No, I do not fully agree with this statement. While advantageous variations are more likely to survive, other variations can also persist in populations.
| Type of Variation | Survival in Population | Reason/Mechanism |
|---|---|---|
| Advantageous Variations | Most likely to survive and spread | Natural selection favors traits that increase survival/reproduction (e.g., antibiotic resistance in bacteria) |
| Neutral Variations | Can survive and persist | No effect on fitness; not selected for or against (e.g., attached vs free earlobes in humans) |
| Slightly Disadvantageous Variations | May survive in certain conditions | If disadvantage is small and population is large, may persist through genetic drift |
| Recessive Harmful Variations | Can survive in heterozygotes | Carriers don't show symptoms; eliminated only when homozygous (e.g., sickle cell trait in malaria zones) |
| Variations with Context-Dependent Effects | Survive in some environments | Traits advantageous in one environment may be neutral/disadvantageous in another (e.g., dark fur in cold vs hot climates) |
| Variations Preserved by Genetic Drift | Can survive by chance | In small populations, random events can fix neutral or slightly harmful traits (founder effect, bottleneck) |
Key Concepts:
1. Natural Selection: Acts on variations, but not all variations are subject to selection.

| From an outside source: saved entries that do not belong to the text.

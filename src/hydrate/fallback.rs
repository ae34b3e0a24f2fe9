//! Fallback raw-markup fetcher.
//!
//! Some sites come through the primary extractor with usable text but no
//! markup. For those the page is fetched again and run through the html5ever
//! tree builder, which repairs markup the way a browser would, so that at
//! least the raw page is kept for later site-specific processing.

use super::extract::is_markup_type;
use crate::error::FetchFailure;
use reqwest::Client;
use reqwest::header::CONTENT_TYPE;
use scraper::Html;
use std::future::Future;
use tracing::{debug, instrument};
use url::Url;

/// Largest body the fallback will download and reparse.
pub const MAX_RAW_BYTES: u64 = 16 * 1024 * 1024;

/// Independent full-body fetch that recovers a page's markup.
pub trait RawFetcher: Send + Sync {
    fn fetch_raw_markup(&self, url: &str) -> impl Future<Output = Result<String, FetchFailure>> + Send;
}

/// [`RawFetcher`] that re-downloads the page and re-serializes the parsed
/// document.
///
/// The response status is not checked: an error page's markup is still
/// markup. Responses that declare a non-markup content type (a PDF, an
/// image) or a length over [`MAX_RAW_BYTES`] are refused before the body is
/// read, since reparsing them would only produce mangled text.
#[derive(Debug, Clone)]
pub struct HtmlFallback {
    client: Client,
}

impl HtmlFallback {
    pub fn new(client: Client) -> Self {
        Self { client }
    }
}

impl RawFetcher for HtmlFallback {
    #[instrument(level = "debug", skip_all, fields(%url))]
    async fn fetch_raw_markup(&self, url: &str) -> Result<String, FetchFailure> {
        let page = Url::parse(url).map_err(|e| FetchFailure::InvalidUrl {
            url: url.to_string(),
            reason: e.to_string(),
        })?;
        let response = self
            .client
            .get(page)
            .send()
            .await
            .map_err(FetchFailure::Request)?;
        let status = response.status().as_u16();

        let content_type = response
            .headers()
            .get(CONTENT_TYPE)
            .and_then(|v| v.to_str().ok())
            .map(str::to_ascii_lowercase);
        if let Some(ct) = content_type {
            if !is_markup_type(&ct) {
                return Err(FetchFailure::NotMarkup(ct));
            }
        }
        if let Some(bytes) = response.content_length().filter(|n| *n > MAX_RAW_BYTES) {
            return Err(FetchFailure::TooLarge {
                bytes,
                limit: MAX_RAW_BYTES,
            });
        }

        let body = response.text().await.map_err(FetchFailure::Body)?;
        let raw_bytes = body.len();
        let markup = tokio::task::spawn_blocking(move || reparse(&body))
            .await
            .map_err(FetchFailure::Parse)?;
        debug!(status, raw_bytes, bytes = markup.len(), "Recovered raw markup");
        Ok(markup)
    }
}

/// Parse leniently and serialize the repaired document.
pub fn reparse(body: &str) -> String {
    Html::parse_document(body).html()
}
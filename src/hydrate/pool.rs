//! Bounded concurrent scheduler for the per-URL pipeline.
//!
//! Up to `concurrency` pipelines are in flight at once, each on its own
//! tokio task. One hung page only occupies its own slot, and the rest of
//! the batch keeps flowing.
//! Completions arrive in any order and are put back into input order by
//! [`UrlTask::index`] before returning.

use super::extract::Extractor;
use super::fallback::RawFetcher;
use super::pipeline::{Outcome, Pipeline, Terminal};
use super::probe::Prober;
use crate::models::{ExtractionRecord, UrlTask};
use std::collections::HashMap;
use std::ops::AddAssign;
use std::sync::Arc;
use std::time::Instant;
use tokio::task::{Id, JoinSet};
use tracing::{Instrument, debug, error, info, instrument};

/// In-flight pipelines used by the reference deployment.
pub const DEFAULT_CONCURRENCY: usize = 24;

/// Count of terminal states over one batch.
#[derive(Debug, Default, Clone, Copy, PartialEq, Eq)]
pub struct Tally {
    pub unreachable: usize,
    pub extracted: usize,
    pub recovered: usize,
    pub without_markup: usize,
    pub failed: usize,
}

impl Tally {
    fn record(&mut self, state: Terminal) {
        match state {
            Terminal::Unreachable => self.unreachable += 1,
            Terminal::Extracted => self.extracted += 1,
            Terminal::ExtractedWithFallback { recovered: true } => self.recovered += 1,
            Terminal::ExtractedWithFallback { recovered: false } => self.without_markup += 1,
            Terminal::Failed => self.failed += 1,
        }
    }

    pub fn total(&self) -> usize {
        self.unreachable + self.extracted + self.recovered + self.without_markup + self.failed
    }
}

impl AddAssign for Tally {
    fn add_assign(&mut self, other: Tally) {
        self.unreachable += other.unreachable;
        self.extracted += other.extracted;
        self.recovered += other.recovered;
        self.without_markup += other.without_markup;
        self.failed += other.failed;
    }
}

/// Hydrate every task and return one record per task, in index order.
///
/// Does not return until every task has reached a terminal record.
///
/// # Arguments
///
/// * `pipeline` - The per-URL pipeline, shared by every in-flight task
/// * `tasks` - URLs tagged with their input position
/// * `concurrency` - Maximum pipelines in flight; values below 1 mean 1
#[instrument(level = "info", skip_all, fields(tasks = tasks.len(), concurrency = concurrency))]
pub async fn run<P, E, F>(
    pipeline: &Arc<Pipeline<P, E, F>>,
    tasks: Vec<UrlTask>,
    concurrency: usize,
) -> Vec<ExtractionRecord>
where
    P: Prober + 'static,
    E: Extractor + 'static,
    F: RawFetcher + 'static,
{
    run_with_tally(pipeline, tasks, concurrency).await.0
}

/// [`run`], also returning how many tasks ended in each terminal state.
///
/// Each pipeline runs as its own tokio task, so pipelines make progress on
/// every runtime worker. A new task is only spawned when one finishes.
pub async fn run_with_tally<P, E, F>(
    pipeline: &Arc<Pipeline<P, E, F>>,
    tasks: Vec<UrlTask>,
    concurrency: usize,
) -> (Vec<ExtractionRecord>, Tally)
where
    P: Prober + 'static,
    E: Extractor + 'static,
    F: RawFetcher + 'static,
{
    let t0 = Instant::now();
    let total = tasks.len();
    let concurrency = concurrency.max(1);

    let mut pending = tasks.into_iter();
    let mut workers: JoinSet<Outcome> = JoinSet::new();
    let mut in_flight: HashMap<Id, usize> = HashMap::with_capacity(concurrency);
    for task in pending.by_ref().take(concurrency) {
        spawn_pipeline(&mut workers, &mut in_flight, pipeline, task);
    }

    let mut tally = Tally::default();
    let mut finished: Vec<(usize, ExtractionRecord)> = Vec::with_capacity(total);
    while let Some(joined) = workers.join_next_with_id().await {
        let (id, outcome) = match joined {
            Ok(done) => done,
            Err(e) => {
                error!(error = %e, "Pipeline task died; recording as unreachable");
                let failed = Outcome {
                    state: Terminal::Failed,
                    record: ExtractionRecord::unreachable(),
                };
                (e.id(), failed)
            }
        };
        if let Some(task) = pending.next() {
            spawn_pipeline(&mut workers, &mut in_flight, pipeline, task);
        }
        let Some(index) = in_flight.remove(&id) else {
            continue;
        };
        tally.record(outcome.state);
        finished.push((index, outcome.record));
        debug!(index, done = finished.len(), total, "Task reached terminal record");
    }

    finished.sort_by_key(|(index, _)| *index);
    let records: Vec<ExtractionRecord> = finished.into_iter().map(|(_, record)| record).collect();

    info!(
        total,
        extracted = tally.extracted,
        recovered_by_fallback = tally.recovered,
        without_markup = tally.without_markup,
        unreachable = tally.unreachable,
        failed = tally.failed,
        elapsed_ms = t0.elapsed().as_millis() as u64,
        "Hydration batch complete"
    );
    (records, tally)
}

fn spawn_pipeline<P, E, F>(
    workers: &mut JoinSet<Outcome>,
    in_flight: &mut HashMap<Id, usize>,
    pipeline: &Arc<Pipeline<P, E, F>>,
    task: UrlTask,
) where
    P: Prober + 'static,
    E: Extractor + 'static,
    F: RawFetcher + 'static,
{
    let pipeline = Arc::clone(pipeline);
    let index = task.index;
    let handle = workers.spawn(async move { pipeline.process(&task).await }.in_current_span());
    in_flight.insert(handle.id(), index);
}

#[cfg(test)]
mod tests {
    use super::*;
    use crate::hydrate::pipeline::stubs::*;
    use crate::error::ExtractionFailure;
    use crate::hydrate::probe::HttpProber;
    use crate::models::{ExtractedArticle, Markup};
    use std::collections::HashSet;
    use std::sync::Mutex;
    use std::thread::ThreadId;
    use std::time::Duration;

    /// Holds its thread for the whole call, the way a large parse does.
    #[derive(Default)]
    struct BusyExtractor {
        threads: Mutex<HashSet<ThreadId>>,
    }

    impl Extractor for BusyExtractor {
        async fn extract(&self, _url: &str) -> Result<ExtractedArticle, ExtractionFailure> {
            std::thread::sleep(Duration::from_millis(200));
            self.threads.lock().unwrap().insert(std::thread::current().id());
            Ok(article("busy", Markup::Present("<p/>".into())))
        }
    }

    #[tokio::test]
    async fn test_output_order_survives_slow_task() {
        let urls = ["http://a.example/0", "http://a.example/slow/1", "http://a.example/2"];
        let mut extractor = StubExtractor::with(
            urls.iter()
                .enumerate()
                .map(|(i, u)| (*u, article(&format!("rec{i}"), Markup::Present(format!("<p>{i}</p>")))))
                .collect(),
        );
        extractor.delay = Duration::from_millis(150);
        let pipeline = Arc::new(Pipeline::new(
            StubProber::default(),
            extractor,
            StubFallback::failing(),
        ));

        let records = run(&pipeline, UrlTask::batch(urls), 2).await;

        let titles: Vec<&str> = records.iter().map(|r| r.title.as_str()).collect();
        assert_eq!(titles, vec!["rec0", "rec1", "rec2"]);
    }

    #[tokio::test]
    async fn test_slow_task_does_not_block_others() {
        let urls = ["http://a.example/slow/0", "http://a.example/1", "http://a.example/2"];
        let mut extractor = StubExtractor::with(
            urls.iter()
                .map(|u| (*u, article(u, Markup::Present("<p/>".into()))))
                .collect(),
        );
        extractor.delay = Duration::from_millis(300);
        let pipeline = Arc::new(Pipeline::new(
            StubProber::default(),
            extractor,
            StubFallback::failing(),
        ));

        let t0 = Instant::now();
        let records = run(&pipeline, UrlTask::batch(urls), 2).await;

        assert_eq!(records.len(), 3);
        assert!(t0.elapsed() < Duration::from_millis(600));
    }

    #[tokio::test]
    async fn test_cardinality_and_tally_for_mixed_batch() {
        let good = "http://good.example/a";
        let dead = "http://dead.example/b";
        let partial = "http://partial.example/c";
        let broken = "http://broken.example/d";
        let pipeline = Arc::new(Pipeline::new(
            StubProber::with(&[(dead, 404), (broken, 500)]),
            StubExtractor::with(vec![
                (good, article("good", Markup::Present("<html>".into()))),
                (partial, article("partial", Markup::Empty)),
            ]),
            StubFallback::returning("<raw/>"),
        ));

        let (records, tally) =
            run_with_tally(&pipeline, UrlTask::batch([good, dead, partial, broken]), 3).await;

        assert_eq!(records.len(), 4);
        assert_eq!(records[0].title, "good");
        assert_eq!(records[1].http_code, 404);
        assert!(records[1].is_empty());
        assert_eq!(records[2].markup, "<raw/>");
        assert_eq!(records[3].http_code, 500);
        assert!(records[3].is_empty());
        assert_eq!(
            tally,
            Tally {
                unreachable: 1,
                extracted: 1,
                recovered: 1,
                without_markup: 0,
                failed: 1,
            }
        );
        assert_eq!(tally.total(), 4);
        assert_eq!(calls(&pipeline.extractor().calls), 3);
        assert_eq!(calls(&pipeline.fallback().calls), 1);
    }

    #[tokio::test]
    async fn test_every_404_record_is_empty() {
        let urls: Vec<String> = (0..20).map(|i| format!("http://site.example/{i}")).collect();
        let dead: Vec<(&str, u16)> = urls.iter().step_by(2).map(|u| (u.as_str(), 404)).collect();
        let pipeline = Arc::new(Pipeline::new(
            StubProber::with(&dead),
            StubExtractor::with(
                urls.iter()
                    .map(|u| (u.as_str(), article(u, Markup::Present("<p/>".into()))))
                    .collect(),
            ),
            StubFallback::failing(),
        ));

        let records = run(&pipeline, UrlTask::batch(urls.clone()), 4).await;

        assert_eq!(records.len(), 20);
        for (i, record) in records.iter().enumerate() {
            if record.http_code == 404 {
                assert!(record.is_empty());
            } else {
                assert_eq!(record.title, urls[i]);
            }
        }
        assert_eq!(calls(&pipeline.extractor().calls), 10);
    }

    #[tokio::test]
    async fn test_unresolvable_host_is_contained() {
        let pipeline = Arc::new(Pipeline::new(
            HttpProber::new("gdelt_hydrator-test", Duration::from_secs(5)).unwrap(),
            StubExtractor::with(vec![(
                "http://fine.example/",
                article("fine", Markup::Present("<p/>".into())),
            )]),
            StubFallback::failing(),
        ));
        let urls = ["http://does-not-exist.invalid/x", "::garbage::", ""];

        let records = run(&pipeline, UrlTask::batch(urls), 2).await;

        assert_eq!(records.len(), 3);
        assert!(records.iter().all(|r| r.http_code == 404 && r.is_empty()));
        assert_eq!(calls(&pipeline.extractor().calls), 0);
    }

    #[tokio::test]
    async fn test_zero_concurrency_still_runs() {
        let pipeline = Arc::new(Pipeline::new(
            StubProber::with(&[("http://x.example/", 404)]),
            StubExtractor::default(),
            StubFallback::failing(),
        ));
        let records = run(&pipeline, UrlTask::batch(["http://x.example/"]), 0).await;
        assert_eq!(records, vec![ExtractionRecord::unreachable()]);
    }

    #[tokio::test]
    async fn test_empty_batch() {
        let pipeline = Arc::new(Pipeline::new(
            StubProber::default(),
            StubExtractor::default(),
            StubFallback::failing(),
        ));
        assert!(run(&pipeline, Vec::new(), 4).await.is_empty());
    }

    #[tokio::test(flavor = "multi_thread", worker_threads = 4)]
    async fn test_cpu_bound_extractions_overlap() {
        let pipeline = Arc::new(Pipeline::new(
            StubProber::default(),
            BusyExtractor::default(),
            StubFallback::failing(),
        ));
        let urls: Vec<String> = (0..4).map(|i| format!("http://busy.example/{i}")).collect();

        let t0 = Instant::now();
        let records = run(&pipeline, UrlTask::batch(urls), 4).await;

        assert_eq!(records.len(), 4);
        assert!(records.iter().all(|r| r.title == "busy"));
        assert!(t0.elapsed() < Duration::from_millis(600));
        assert!(pipeline.extractor().threads.lock().unwrap().len() > 1);
    }
}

2. Genetic Drift: Random changes in gene frequencies, especially in small populations.
3. Neutral Theory: Many molecular variations are neutral and evolve by drift, not selection.
4. Balancing Selection: Maintains variation (e.g., heterozygote advantage in sickle cell anemia).
Example: The beetle example from NCERT:
• Green beetles survive better (advantageous) → natural selection
• Blue beetles survive by chance after elephant stampede (neutral/random) → genetic drift
Conclusion: While advantageous variations have higher survival probability, variations can persist through other mechanisms too. Evolution is driven by both natural selection AND genetic drift.